Anwar Group of Industries is one of the largest and oldest Bangladeshi conglomerates. It consists of 18 subsidiaries that are servicing consumer goods, steels, cement, textile, finance and automotive industry. Manwar Hossain is the Chairman of Anwar Group.

History 
Anwar Group started as a hides and skins business in 1834, founded by Lakku Mia, an entrepreneur in British India. It is the biggest company in the construction industry of Bangladesh. Hossain Akhtar was the first chairman of the group.

In 1985, Anwar Galvanizing Limited started production galvanized iron fittings in Bangladesh, the first company to make them in the country.

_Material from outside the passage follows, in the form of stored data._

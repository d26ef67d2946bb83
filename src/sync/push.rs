//! Push engine: replays the mutation queue against the remote store.

use std::collections::HashSet;

use anyhow::Result;
use log::{debug, error, info, warn};
use sea_orm::TransactionTrait;
use serde_json::Value;

use super::{SyncOutcome, SyncService};
use crate::entities::mutation::{self, MutationType};
use crate::entities::{Ownership, SyncStatus};
use crate::kinds::EntityKind;
use crate::remote::ApiRequest;
use crate::repositories::MutationRepository;

/// Tally of one push run.
#[derive(Clone, Debug, Default, PartialEq, Eq)]
pub struct PushReport {
    /// Items the server accepted (including duplicate CREATEs answered with 409).
    pub applied: usize,
    /// Items removed without success: resource gone, shared target, or unroutable.
    pub dropped: usize,
    /// Items left in the queue for the next run.
    pub retained: usize,
    /// Records whose status converged to `synced` during the run.
    pub converged: usize,
}

/// What happened to a single queue item.
#[derive(Clone, Copy, Debug, PartialEq, Eq)]
enum ItemResult {
    Applied { converged: bool },
    Dropped,
    Retained,
}

/// How to settle a record once its item left the queue.
#[derive(Clone, Copy, Debug, PartialEq, Eq)]
enum Convergence {
    /// Server confirmed the write: flip to `synced` unless edited since.
    RaceChecked,
    /// Server no longer has the record: flip unconditionally so the next
    /// pull's tombstone sweep can drop it.
    Unconditional,
}

impl SyncService {
    /// Replays the current user's queued mutations in order.
    ///
    /// Items of one record replay strictly in order: once one is retained,
    /// the record's later items stay queued too, while other records go on.
    ///
    /// Only one push runs at a time; a call that finds one in flight returns
    /// [`SyncOutcome::AlreadyRunning`] immediately.
    pub async fn push(&self) -> SyncOutcome<PushReport> {
        let Some(_guard) = self.push_gate.try_begin() else {
            debug!("Push already in progress, skipping");
            return SyncOutcome::AlreadyRunning;
        };
        let Some(user_id) = self.session.user_id() else {
            debug!("No session, skipping push");
            return SyncOutcome::NoSession;
        };

        match self.push_for_user(&user_id).await {
            Ok(report) => SyncOutcome::Completed(report),
            Err(e) => {
                error!("❌ Push aborted: {e:#}");
                SyncOutcome::Failed(format!("{e:#}"))
            }
        }
    }

    async fn push_for_user(&self, user_id: &str) -> Result<PushReport> {
        let items = self.queue.items_for_user(user_id).await?;
        let mut report = PushReport::default();
        if items.is_empty() {
            return Ok(report);
        }

        info!("🔄 Pushing {} queued mutations...", items.len());
        // Records with a retained item; their later items wait for the next run.
        let mut blocked: HashSet<(EntityKind, String)> = HashSet::new();
        for item in &items {
            let key = (item.entity_kind, item.entity_id.clone());
            if blocked.contains(&key) {
                debug!(
                    "Holding {:?} {} {} behind an earlier retained item",
                    item.op, item.entity_kind, item.entity_id
                );
                report.retained += 1;
                continue;
            }

            match self.push_item(item).await {
                Ok(ItemResult::Applied { converged }) => {
                    report.applied += 1;
                    if converged {
                        report.converged += 1;
                    }
                }
                Ok(ItemResult::Dropped) => report.dropped += 1,
                Ok(ItemResult::Retained) => {
                    report.retained += 1;
                    blocked.insert(key);
                }
                Err(e) => {
                    error!(
                        "Failed to settle {:?} {} {}: {e:#}",
                        item.op, item.entity_kind, item.entity_id
                    );
                    report.retained += 1;
                    blocked.insert(key);
                }
            }
        }
        self.queue.refresh().await?;

        info!(
            "✅ Push finished: {} applied, {} dropped, {} retained",
            report.applied, report.dropped, report.retained
        );
        Ok(report)
    }

    async fn push_item(&self, item: &mutation::Model) -> Result<ItemResult> {
        let kind = item.entity_kind;
        let descriptor = kind.descriptor();
        let local = self.replica.header(kind, &item.entity_id).await?;

        if descriptor.ownership_guarded && local.as_ref().is_some_and(|h| h.ownership == Ownership::Shared) {
            warn!("Dropping {:?} for shared {kind} {}", item.op, item.entity_id);
            self.settle(item, None).await?;
            return Ok(ItemResult::Dropped);
        }

        let request = match self.request_for(item, local.as_ref().and_then(|h| h.parent_id.as_deref())) {
            Ok(request) => request,
            Err(e) => {
                error!("Dropping unroutable {:?} for {kind} {}: {e:#}", item.op, item.entity_id);
                self.settle(item, None).await?;
                return Ok(ItemResult::Dropped);
            }
        };

        match self.remote.send(request).await {
            Ok(_) => {
                let converged = self.settle(item, Some(Convergence::RaceChecked)).await?;
                Ok(ItemResult::Applied { converged })
            }
            Err(e) if e.is_conflict() && item.op == MutationType::Create => {
                debug!("{kind} {} already exists remotely, treating CREATE as applied", item.entity_id);
                let converged = self.settle(item, Some(Convergence::RaceChecked)).await?;
                Ok(ItemResult::Applied { converged })
            }
            Err(e) if e.is_gone() => {
                info!("{kind} {} is gone remotely, dropping {:?}", item.entity_id, item.op);
                self.settle(item, Some(Convergence::Unconditional)).await?;
                Ok(ItemResult::Dropped)
            }
            Err(e) => {
                warn!("{:?} {kind} {} failed, will retry: {e}", item.op, item.entity_id);
                Ok(ItemResult::Retained)
            }
        }
    }

    /// Builds the REST call for an item. Nested kinds read their parent id
    /// from the payload and fall back to the local record.
    fn request_for(&self, item: &mutation::Model, local_parent: Option<&str>) -> Result<ApiRequest> {
        let descriptor = item.entity_kind.descriptor();
        let mut data = item.data.clone();

        if let (Some(route), Some(parent_id)) = (descriptor.parent.as_ref(), local_parent) {
            if descriptor.parent_id_in(data.as_ref()).is_none() {
                let mut map = match data {
                    Some(Value::Object(map)) => map,
                    _ => serde_json::Map::new(),
                };
                map.insert(route.field.to_string(), Value::String(parent_id.to_owned()));
                data = Some(Value::Object(map));
            }
        }

        descriptor.request_for(item.op, &item.entity_id, data.as_ref())
    }

    /// Removes the item and, for converging operations, flips the record to
    /// `synced` once nothing else is pending for it. Returns whether it flipped.
    ///
    /// Runs in one transaction so a local write cannot slip in between the
    /// pending-count check and the status change.
    async fn settle(&self, item: &mutation::Model, convergence: Option<Convergence>) -> Result<bool> {
        let kind = item.entity_kind;
        let txn = self.replica.connection().begin().await?;
        MutationRepository::remove(&txn, item.id).await?;

        let Some(convergence) = convergence.filter(|_| item.op.converges()) else {
            txn.commit().await?;
            return Ok(false);
        };
        if MutationRepository::count_for_entity(&txn, kind, &item.entity_id).await? > 0 {
            txn.commit().await?;
            return Ok(false);
        }

        let table = kind.table();
        let Some(header) = table.header(&txn, &item.entity_id).await? else {
            txn.commit().await?;
            return Ok(false);
        };
        if header.sync_status == SyncStatus::Synced {
            txn.commit().await?;
            return Ok(false);
        }

        // Edited after this snapshot was queued: stay dirty so the newer
        // content is not mistaken for what the server has.
        let edited_since = kind.descriptor().has_timestamp
            && header.updated_at.is_some_and(|updated_at| updated_at > item.created_at);
        if convergence == Convergence::RaceChecked && edited_since {
            debug!("{kind} {} changed after its queued snapshot, keeping it dirty", item.entity_id);
            txn.commit().await?;
            return Ok(false);
        }

        table.set_sync_status(&txn, &item.entity_id, SyncStatus::Synced).await?;
        txn.commit().await?;
        self.replica.publish(kind, vec![item.entity_id.clone()]);
        Ok(true)
    }
}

In June 2009, AG Automobiles became the official partner of Ford Motor Company in Bangladesh and launched the first Ford showroom in Uttara.

In 2015, Anwar Cement announced plans to more than double the sales of cement sheets from 1 billion BDT to 2.5 billion BDT.

On 11 April 2021, Bd Finance of Anwar Group signed an agreement with Sovereign Infrastructure Group at the Bangladesh Embassy to the United States. Anwar Galvanizing announced plans to double their production through investing 270 BDT in the project.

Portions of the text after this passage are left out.